Slave descendants still fighting for Georgia court to hear discrimination claims from 2023

A sticker saying "Keep Sapelo Geechee" is worn on the shirt of George Grovner, a resident of the Hogg Hummock community on Sapelo Island, during a meeting of McIntosh County commissioners, Sept. 12, 2023, in Darien, Ga. Attorneys plan to refile a lawsuit over zoning changes that they say threatens one of the South's last Gullah-Geechee communities of Black slave descendants. A Superior Court judge threw out the original civil complaint Tuesday, ruling that the lawsuit improperly named individual commissioners of coastal McIntosh County. (AP Photo/Ross Bynum, file)

Black landowners from a tiny island community returned to a Georgia courtroom Friday urging a judge to let them move forward with a lawsuit that accuses local officials of illegally weakening protections for one of the South’s last Gullah-Geechee communities founded by freed slaves.

Residents and landowners of Hogg Hummock on Sapelo Island have yet to see a judge weigh the merits of their discrimination case nearly two years after they first sued McIntosh County. They say county commissioners targeted a mostly poor, Black population with 2023 zoning changes that benefit wealthy white land buyers and developers.

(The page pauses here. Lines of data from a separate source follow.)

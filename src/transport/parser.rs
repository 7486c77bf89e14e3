//! Incremental parser for the code-generation event stream
//!
//! The body is a sequence of newline-delimited records. Only records with
//! the `data: ` prefix matter; the rest of such a line is a JSON document:
//!
//! ```text
//! data: {"type":"code_chunk","data":"from manim import *","message_id":"m1"}
//! data: {"type":"completed","data":"","message_id":"m1"}
//! ```
//!
//! Bytes are buffered until a full line is available and only then decoded,
//! so a multi-byte character split across network chunks is reassembled
//! before decoding.

use bytes::BytesMut;
use serde::Deserialize;
use thiserror::Error;

const DATA_PREFIX: &str = "data: ";

/// A typed event from the generation backend
#[derive(Debug, Clone, PartialEq, Eq)]
pub enum StreamEvent {
    /// Incremental generated code
    CodeChunk { data: String, message_id: String },
    /// Generation finished successfully
    Completed { message_id: String },
    /// Backend reported an application error
    Error { data: String, message_id: String },
}

impl StreamEvent {
    pub fn is_terminal(&self) -> bool {
        matches!(self, Self::Completed { .. } | Self::Error { .. })
    }

    /// The message id echoed by the backend
    pub fn message_id(&self) -> &str {
        match self {
            Self::CodeChunk { message_id, .. }
            | Self::Completed { message_id }
            | Self::Error { message_id, .. } => message_id,
        }
    }
}

/// Why a single record was dropped
#[derive(Debug, Error)]
enum RecordError {
    #[error("record is not valid UTF-8: {0}")]
    Utf8(#[from] std::str::Utf8Error),
    #[error("record payload is not a recognized event: {0}")]
    Json(#[from] serde_json::Error),
}

#[derive(Debug, Deserialize)]
#[serde(tag = "type", rename_all = "snake_case")]
enum WireRecord {
    CodeChunk {
        #[serde(default)]
        data: String,
        #[serde(default)]
        message_id: Option<WireId>,
    },
    Completed {
        #[serde(default)]
        #[allow(dead_code)] // Always empty on the wire
        data: Option<String>,
        #[serde(default)]
        message_id: Option<WireId>,
    },
    Error {
        #[serde(default)]
        data: String,
        #[serde(default)]
        message_id: Option<WireId>,
    },
}

/// Backends echo the message id either as a string or as a number
#[derive(Debug, Deserialize)]
#[serde(untagged)]
enum WireId {
    Text(String),
    Number(serde_json::Number),
}

impl WireId {
    fn into_string(id: Option<Self>) -> String {
        match id {
            Some(WireId::Text(s)) => s,
            Some(WireId::Number(n)) => n.to_string(),
            None => String::new(),
        }
    }
}

impl From<WireRecord> for StreamEvent {
    fn from(record: WireRecord) -> Self {
        match record {
            WireRecord::CodeChunk { data, message_id } => StreamEvent::CodeChunk {
                data,
                message_id: WireId::into_string(message_id),
            },
            WireRecord::Completed { message_id, .. } => StreamEvent::Completed {
                message_id: WireId::into_string(message_id),
            },
            WireRecord::Error { data, message_id } => StreamEvent::Error {
                data,
                message_id: WireId::into_string(message_id),
            },
        }
    }
}

/// Stateful, pull-based event parser
///
/// Feed bytes with [`push`](Self::push) and pull events with
/// [`next_event`](Self::next_event). Events are parsed lazily, so a caller
/// that stops after a terminal event leaves the rest of the buffer untouched.
#[derive(Debug, Default)]
pub struct EventParser {
    buffer: BytesMut,
    /// Bytes of `buffer` already known to contain no newline
    scanned: usize,
    eof: bool,
    skipped: usize,
}

impl EventParser {
    pub fn new() -> Self {
        Self::default()
    }

    /// Append raw bytes from the transport
    pub fn push(&mut self, bytes: &[u8]) {
        self.buffer.extend_from_slice(bytes);
    }

    /// Mark the end of input so a final unterminated line is still parsed
    pub fn finish(&mut self) {
        self.eof = true;
    }

    /// Number of malformed records dropped so far
    pub fn skipped(&self) -> usize {
        self.skipped
    }

    /// Next complete event, or `None` until more bytes arrive
    pub fn next_event(&mut self) -> Option<StreamEvent> {
        loop {
            let line = self.take_line()?;
            match parse_record(&line) {
                Ok(Some(event)) => return Some(event),
                Ok(None) => {}
                Err(e) => {
                    self.skipped += 1;
                    tracing::warn!(error = %e, "Skipping malformed stream record");
                }
            }
        }
    }

    fn take_line(&mut self) -> Option<BytesMut> {
        let newline = self.buffer[self.scanned..]
            .iter()
            .position(|b| *b == b'\n')
            .map(|offset| self.scanned + offset);

        match newline {
            Some(pos) => {
                let mut line = self.buffer.split_to(pos + 1);
                line.truncate(pos);
                self.scanned = 0;
                Some(line)
            }
            None if self.eof && !self.buffer.is_empty() => {
                self.scanned = 0;
                Some(self.buffer.split())
            }
            None => {
                self.scanned = self.buffer.len();
                None
            }
        }
    }
}

/// Parse one line (without its `\n`). `Ok(None)` means "not a data record".
fn parse_record(line: &[u8]) -> Result<Option<StreamEvent>, RecordError> {
    let line = line.strip_suffix(b"\r").unwrap_or(line);
    let text = std::str::from_utf8(line)?;
    if text.trim().is_empty() {
        return Ok(None);
    }
    let Some(payload) = text.strip_prefix(DATA_PREFIX) else {
        return Ok(None);
    };
    let record: WireRecord = serde_json::from_str(payload)?;
    Ok(Some(record.into()))
}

So far, the case has been bogged down by technicalities. A judge last year dismissed the original lawsuit, citing legal errors unrelated to its alleged rights violations. On Friday, a lawyer for McIntosh County asked a judge to also throw out an amended version of the suit, saying it failed to state a legal conflict within the court’s jurisdiction and missed critical deadlines set by state law.